> RECORDS FOR THIS TASK:
use std::rc::Rc;

use wrapp_context::{
    inject, register_interceptor, BindingScope, Context, ContextBuilder, DynError, InjectedArgs,
    Injectable, Injection, InterceptionProxy, Interceptable, Interceptor, InterceptorBindingOptions,
    Instance, ResolutionOptions, Resolved, ValueOrPromise,
};

fn main() {
    tracing_subscriber::fmt()
        .with_env_filter(tracing_subscriber::EnvFilter::from_default_env())
        .init();

    let app = ContextBuilder::new()
        .name("app")
        .scope(BindingScope::Application)
        .build();
    app.bind("greeting.prefix").unwrap().to("Hello".to_string());
    app.bind("greeter")
        .unwrap()
        .to_class::<Greeter>()
        .in_scope(BindingScope::Singleton);
    register_interceptor(
        &app,
        Interceptor::from_fn("log", |invocation, next| {
            tracing::info!(method = invocation.method_name(), "before");
            let method = invocation.method_name().to_string();
            next.call()?.map(move |value| {
                tracing::info!(method, "after");
                Ok(value)
            })
        }),
        InterceptorBindingOptions {
            global: Some(true),
            ..Default::default()
        },
    )
    .unwrap();

    let request = Context::with_parent(&app, "request");
    request.bind("user").unwrap().to("John".to_string());

    let proxy = request
        .get_sync_with("greeter", ResolutionOptions::default().as_proxy())
        .unwrap()
        .unwrap()
        .downcast::<InterceptionProxy>()
        .unwrap();
    let user = request.get_sync("user").unwrap();
    let greeting = futures::executor::block_on(proxy.invoke_as::<String>("greet", vec![user])).unwrap();

    println!("{greeting}");
    println!("{:#}", app.inspect(false));
}

struct Greeter {
    prefix: Rc<String>,
}

impl Injectable for Greeter {
    fn parameters() -> Vec<Option<Injection>> {
        vec![Some(inject("greeting.prefix"))]
    }

    fn construct(args: InjectedArgs) -> Result<Self, DynError> {
        Ok(Greeter {
            prefix: args.required(0)?,
        })
    }

    fn into_instance(self) -> Instance {
        Instance::interceptable(self)
    }
}

impl Interceptable for Greeter {
    fn methods(&self) -> &'static [&'static str] {
        &["greet"]
    }

    fn invoke_method(&self, _: &str, args: &[Instance]) -> Resolved<Instance> {
        let name = args
            .first()
            .and_then(|name| name.downcast::<String>().ok())
            .map_or_else(|| "stranger".to_string(), |name| name.to_string());
        Ok(ValueOrPromise::Value(Instance::new(format!("{}, {name}!", self.prefix))))
    }
}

> TASK DIRECTIONS:
Set down every entry again, word for word.

> EXERCISE RESULT:
use std::rc::Rc;

use wrapp_context::{
    inject, register_interceptor, BindingScope, Context, ContextBuilder, DynError, InjectedArgs,
    Injectable, Injection, InterceptionProxy, Interceptable, Interceptor, InterceptorBindingOptions,
    Instance, ResolutionOptions, Resolved, ValueOrPromise,
};

fn main() {
    tracing_subscriber::fmt()
        .with_env_filter(tracing_subscriber::EnvFilter::from_default_env())
        .init();

    let app = ContextBuilder::new()
        .name("app")
        .scope(BindingScope::Application)
        .build();
    app.bind("greeting.prefix").unwrap().to("Hello".to_string());
    app.bind("greeter")
        .unwrap()
        .to_class::<Greeter>()
        .in_scope(BindingScope::Singleton);
    register_interceptor(
        &app,
        Interceptor::from_fn("log", |invocation, next| {
            tracing::info!(method = invocation.method_name(), "before");
            let method = invocation.method_name().to_string();
            next.call()?.map(move |value| {
                tracing::info!(method, "after");
                Ok(value)
            })
        }),
        InterceptorBindingOptions {
            global: Some(true),
            ..Default::default()
        },
    )
    .unwrap();

    let request = Context::with_parent(&app, "request");
    request.bind("user").unwrap().to("John".to_string());

    let proxy = request
        .get_sync_with("greeter", ResolutionOptions::default().as_proxy())
        .unwrap()
        .unwrap()
        .downcast::<InterceptionProxy>()
        .unwrap();
    let user = request.get_sync("user").unwrap();
    let greeting = futures::executor::block_on(proxy.invoke_as::<String>("greet", vec![user])).unwrap();

    println!("{greeting}");
    println!("{:#}", app.inspect(false));
}

struct Greeter {
    prefix: Rc<String>,
}

impl Injectable for Greeter {
    fn parameters() -> Vec<Option<Injection>> {
        vec![Some(inject("greeting.prefix"))]
    }

    fn construct(args: InjectedArgs) -> Result<Self, DynError> {
        Ok(Greeter {
            prefix: args.required(0)?,
        })
    }

    fn into_instance(self) -> Instance {
        Instance::interceptable(self)
    }
}

impl Interceptable for Greeter {
    fn methods(&self) -> &'static [&'static str] {
        &["greet"]
    }

    fn invoke_method(&self, _: &str, args: &[Instance]) -> Resolved<Instance> {
        let name = args
            .first()
            .and_then(|name| name.downcast::<String>().ok())
            .map_or_else(|| "stranger".to_string(), |name| name.to_string());
        Ok(ValueOrPromise::Value(Instance::new(format!("{}, {name}!", self.prefix))))
    }
}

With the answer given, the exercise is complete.